11. November, nachmittags. Habe stundenlang im Internet recherchiert, wieso Roderich die Bude fäkal bombardiert haben könnte. Mehrheitlich ist man der Meinung, etwas missfalle ihm an der sanitären Einrichtung, hygienisch oder optisch. Feng Shui für die Katzenwurstbude, ich glaub’s ja nicht! Bin dennoch verunsichert und kaufe für viel Geld verschiedene Streu und sicherheitshalber noch mehrere ungleich geformte und gefärbte Katzenklos zum Probesitzen.
13. November. Ein anderer Online-Ratgeber hatte mir empfohlen, Musik abzuspielen, solange man den Kater alleine lässt. Die Musik entschärfe das typische Protestverhalten sich einsam fühlender Kater und entspanne sie.
Aber lediglich Roderichs Blase hat sich entspannt.
Hat heute quasi voller Inbrunst in den Receiver gebrunzt. 2000 Euro futsch! Und dabei hatte ich „The Lovecats“ in Endlosschleife aufgelegt, bevor wir morgens aus dem Haus gingen.

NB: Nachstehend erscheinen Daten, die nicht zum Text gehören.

use anyhow::Result;
use crossterm::{
    event::{self, Event, KeyCode, KeyEvent, KeyModifiers, poll},
    execute,
    terminal::{EnterAlternateScreen, LeaveAlternateScreen, disable_raw_mode, enable_raw_mode},
};
use ratatui::{Terminal, backend::CrosstermBackend};
use std::io::{self, Stdout};
use std::sync::Arc;
use std::sync::mpsc::{self, Receiver, Sender};
use std::thread;
use std::time::{Duration, Instant};

use crate::client::{FetchRequest, FetchResponse, SearchTransport};

pub mod constants;
pub mod debounce;
pub mod ui;

#[cfg(test)]
mod tests;

use self::constants::{DOUBLE_CTRL_C_TIMEOUT_SECS, EVENT_POLL_INTERVAL_MS, MOBILE_BREAKPOINT_COLS};
use self::debounce::Debouncer;
use self::ui::{
    app_state::AppState, commands::Command, components::Component, events::Message,
    renderer::Renderer,
};

/// Runtime options for the interactive session.
#[derive(Debug, Clone)]
pub struct SearchOptions {
    /// Debounce quiet interval in milliseconds.
    pub debounce_ms: u64,
    /// Force the mobile overlay layout regardless of terminal width.
    pub force_mobile: bool,
}

impl Default for SearchOptions {
    fn default() -> Self {
        Self {
            debounce_ms: constants::SEARCH_DEBOUNCE_MS,
            force_mobile: false,
        }
    }
}

/// The interactive search session: owns the state machine, the debounce
/// timer, the fetch worker and the terminal loop.
pub struct InteractiveSearch {
    state: AppState,
    renderer: Renderer,
    transport: Arc<dyn SearchTransport + Send + Sync>,
    request_tx: Option<Sender<FetchRequest>>,
    response_rx: Option<Receiver<FetchResponse>>,
    debouncer: Debouncer,
    next_seq: u64,
    force_mobile: bool,
    last_ctrl_c_press: Option<Instant>,
}

impl InteractiveSearch {
    pub fn new<T>(transport: T, options: SearchOptions) -> Self
    where
        T: SearchTransport + Send + Sync + 'static,
    {
        Self {
            state: AppState::new(options.debounce_ms),
            renderer: Renderer::new(),
            transport: Arc::new(transport),
            request_tx: None,
            response_rx: None,
            debouncer: Debouncer::new(),
            next_seq: 0,
            force_mobile: options.force_mobile,
            last_ctrl_c_press: None,
        }
    }

    pub fn run(&mut self) -> Result<()> {
        let mut terminal = self.setup_terminal()?;

        let mobile = self.force_mobile
            || terminal
                .size()
                .map(|size| size.width < MOBILE_BREAKPOINT_COLS)
                .unwrap_or(false);
        self.state.view.set_mobile_layout(mobile);
        tracing::debug!(mobile, "starting interactive session");

        let (tx, rx) = self.start_fetch_worker();
        self.request_tx = Some(tx);
        self.response_rx = Some(rx);

        let result = self.run_app(&mut terminal);

        self.cleanup_terminal(&mut terminal)?;
        result
    }

    fn setup_terminal(&self) -> Result<Terminal<CrosstermBackend<Stdout>>> {
        enable_raw_mode()?;
        let mut stdout = io::stdout();
        execute!(stdout, EnterAlternateScreen)?;
        let backend = CrosstermBackend::new(stdout);
        let terminal = Terminal::new(backend)?;
        Ok(terminal)
    }

    fn cleanup_terminal(&self, terminal: &mut Terminal<CrosstermBackend<Stdout>>) -> Result<()> {
        disable_raw_mode()?;
        execute!(terminal.backend_mut(), LeaveAlternateScreen)?;
        terminal.show_cursor()?;
        Ok(())
    }

    fn run_app(&mut self, terminal: &mut Terminal<CrosstermBackend<Stdout>>) -> Result<()> {
        loop {
            terminal.draw(|f| {
                self.renderer.render(f, &self.state);
            })?;

            // Fetch responses, oldest first; the sequence fence drops any
            // that were superseded while in flight.
            loop {
                let response = match &self.response_rx {
                    Some(rx) => match rx.try_recv() {
                        Ok(response) => response,
                        Err(_) => break,
                    },
                    None => break,
                };
                self.apply_response(response);
            }

            if self.debouncer.fire_ready() {
                self.handle_message(Message::SearchRequested);
            }

            if poll(Duration::from_millis(EVENT_POLL_INTERVAL_MS))? {
                match event::read()? {
                    Event::Key(key) => {
                        if self.handle_input(key)? {
                            break;
                        }
                    }
                    Event::FocusGained => self.handle_message(Message::FocusChanged(true)),
                    Event::FocusLost => self.handle_message(Message::FocusChanged(false)),
                    _ => {}
                }
            }
        }
        Ok(())
    }

    /// Apply a worker response unless it is stale. Responses are applied
    /// only when tagged newer than the last applied sequence, so a slow
    /// early fetch can never overwrite a fresher one (or a cleared view).
    fn apply_response(&mut self, response: FetchResponse) {
        if response.seq <= self.state.search.last_applied_seq {
            tracing::debug!(
                seq = response.seq,
                floor = self.state.search.last_applied_seq,
                "discarding stale search response"
            );
            return;
        }
        self.state.search.last_applied_seq = response.seq;
        match response.result {
            Ok(page) => self.handle_message(Message::SearchCompleted(page)),
            Err(e) => {
                tracing::warn!(seq = response.seq, error = %e, "search fetch failed");
                self.handle_message(Message::SearchFailed(e.to_string()));
            }
        }
    }

    fn handle_input(&mut self, key: KeyEvent) -> Result<bool> {
        // Double Ctrl+C to exit.
        if key.code == KeyCode::Char('c') && key.modifiers.contains(KeyModifiers::CONTROL) {
            if let Some(last_press) = self.last_ctrl_c_press {
                if last_press.elapsed() < Duration::from_secs(DOUBLE_CTRL_C_TIMEOUT_SECS) {
                    return Ok(true);
                }
            }
            self.last_ctrl_c_press = Some(Instant::now());
            self.state.status = Some("Press Ctrl+C again to exit".to_string());
            return Ok(false);
        }

        if key.code == KeyCode::Esc {
            self.handle_message(Message::CancelRequested);
            return Ok(false);
        }

        // Mobile layout with the overlay closed: only the search trigger
        // does anything search-related.
        if !self.state.view.search_bar_visible() {
            if key.code == KeyCode::Char('/') {
                self.handle_message(Message::OverlayOpened);
            }
            return Ok(false);
        }

        let message = match key.code {
            KeyCode::Up
            | KeyCode::Down
            | KeyCode::PageUp
            | KeyCode::PageDown
            | KeyCode::Tab
            | KeyCode::BackTab
            | KeyCode::Enter => self.renderer.result_pane_mut().handle_key(key),
            _ => self.renderer.search_bar_mut().handle_key(key),
        };

        if let Some(msg) = message {
            self.handle_message(msg);
        }
        Ok(false)
    }

    fn handle_message(&mut self, message: Message) {
        let command = self.state.update(message);
        self.execute_command(command);
    }

    fn execute_command(&mut self, command: Command) {
        match command {
            Command::None => {}
            Command::ScheduleSearch(delay_ms) => {
                self.debouncer.arm(Duration::from_millis(delay_ms));
            }
            Command::ExecuteSearch { page } => {
                self.execute_search(page);
            }
            Command::ClearPending => {
                self.debouncer.cancel();
                // Raise the fence to the newest issued sequence: everything
                // still in flight is now stale by definition.
                self.state.search.last_applied_seq = self.next_seq;
            }
        }
    }

    fn execute_search(&mut self, page: u32) {
        let query = self.state.search.query.trim().to_string();
        if query.is_empty() {
            return;
        }
        self.next_seq += 1;
        let request = FetchRequest {
            seq: self.next_seq,
            query,
            page,
        };
        tracing::debug!(seq = request.seq, query = %request.query, page, "dispatching search");
        if let Some(sender) = &self.request_tx {
            let _ = sender.send(request);
        }
    }

    /// One worker thread performs the blocking fetches; the loop never
    /// blocks on the network. In-flight requests are not aborted; their
    /// responses are discarded by the sequence fence instead.
    fn start_fetch_worker(&self) -> (Sender<FetchRequest>, Receiver<FetchResponse>) {
        let (request_tx, request_rx) = mpsc::channel::<FetchRequest>();
        let (response_tx, response_rx) = mpsc::channel::<FetchResponse>();
        let transport = Arc::clone(&self.transport);

        thread::spawn(move || {
            while let Ok(request) = request_rx.recv() {
                let result = transport.fetch_page(&request.query, request.page);
                let response = FetchResponse {
                    seq: request.seq,
                    result,
                };
                if response_tx.send(response).is_err() {
                    break;
                }
            }
        });

        (request_tx, response_rx)
    }
}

15. Dezember. In dieser Woche hat Roderich sechsundzwanzig Bücher aus dem Regal gezerrt und völlig zerfleddert. Habe die restlichen Bücher im Regal blockweise mit Stacheldraht umwickelt. Bin gereizt. Während meine Frau unter der Dusche steht, kicke ich das fette Floh-Asyl quer durchs Wohnzimmer.
15. Dezember, abends. Als ich mich an den Schreibtisch setze, stelle ich fest, dass sich mein Laptop nicht mehr starten lässt und streng nach Roderich No. 5 riecht. 1500 Euro!
16. Dezember. Habe bei meiner Frau durchgesetzt, dass wir Roderich nachts aussperren. Um ihn hinauszutragen, ohne von ihm zerfleischt zu werden, kaufte ich mir extra Kettenhandschuhe. Jetzt sitzt die blöde Fellwurst auf dem Balkongeländer vorm Schlafzimmer und maunzt durch die Nacht wie eine Sirene bei Fliegeralarm. Drei Nachbarn rufen nacheinander an und verlangen, dass ich das krakeelende Vieh ins Haus hole, da sie es sonst erschießen würden.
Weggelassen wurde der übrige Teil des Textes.